Estrada studies Interactive Design at Parsons School of Design in New York, and his final major project extends the same preoccupations his videos raise, transformation, value, what we decide is clean or contaminated. For the project, he worked with urine as a watercolour base, filtering it until it became clean enough to use and, in the process, odourless. ‘It ended up smelling like roses,’ he says. He built a large custom filtration system and let the liquid pour and stain different canvases. The project, as he frames it, was about challenging conventional ideas of design and questioning what is considered art: ‘I was interested in how something is transformed into something “clean” and how that shift changes the perceived value of an object in today’s society.’ The bathroom, again, is not merely a location.

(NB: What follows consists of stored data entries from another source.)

// Copyright 2025 The chess-rules Authors
//
//    Licensed under the Apache License, Version 2.0 (the "License");
//    you may not use this file except in compliance with the License.
//    You may obtain a copy of the License at
//
//        http://www.apache.org/licenses/LICENSE-2.0
//
//    Unless required by applicable law or agreed to in writing, software
//    distributed under the License is distributed on an "AS IS" BASIS,
//    WITHOUT WARRANTIES OR CONDITIONS OF ANY KIND, either express or implied.
//    See the License for the specific language governing permissions and
//    limitations under the License.

//! A chess rules engine: board representation, full move legality
//! including castling, en passant and promotion, check and checkmate
//! detection, and game orchestration with an annotated move history.
//!
//! ```
//! use chess_rules::{ChessGame, GameStatus, Position};
//!
//! let mut game = ChessGame::new();
//! let opening = game.attempt_move(
//!     Position::from_algebraic("e2")?,
//!     Position::from_algebraic("e4")?,
//!     None,
//! )?;
//! assert_eq!(opening.to_algebraic_notation(), "e4");
//! assert_eq!(game.status(), GameStatus::InProgress);
//! # Ok::<(), anyhow::Error>(())
//! ```

pub mod board;
pub mod game;

pub use board::*;
pub use game::*;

Fitting in, then fitting out

The confidence required to scale a cubicle divider in a public bathroom (unbothered by whoever might be waiting at the sinks) did not come automatically. ‘When I was growing up, I was so into fitting in with everyone else,’ Estrada says. The shift came when he began noticing people taking inspiration from the way he dressed. ‘I realised if you’re the first to do it, it doesn’t mean it’s bad. I learnt that especially at Parsons, being around so many people who are just happy to look a mess.’

His Fashion Mount Rushmore (Rei Kawakubo, Demna, Shayne Oliver and Simone Rocha) maps a consistent aesthetic: work that refuses to resolve itself into comfort, that asks something of the person wearing it and the person looking. His holy grail is the entire AW04 Comme des Garçons runway, not a single piece from it. For the hypothetical lift encounter, he arrives in a Comme des Garçons skirt, a Vetements hoodie, Balenciaga boots and a City Bag, opposite Lisa Rinna. He identifies most with Spider-Man: ‘because he’s always climbing the walls.’

After graduating, Estrada says he is drawn to marketing or PR, or simply to continuing as an artist: ‘I really am obsessed with creating a whole world and executing a vision.’ The mantra he lives by is three words: keep moving. Given the videos, it reads less like motivation than method.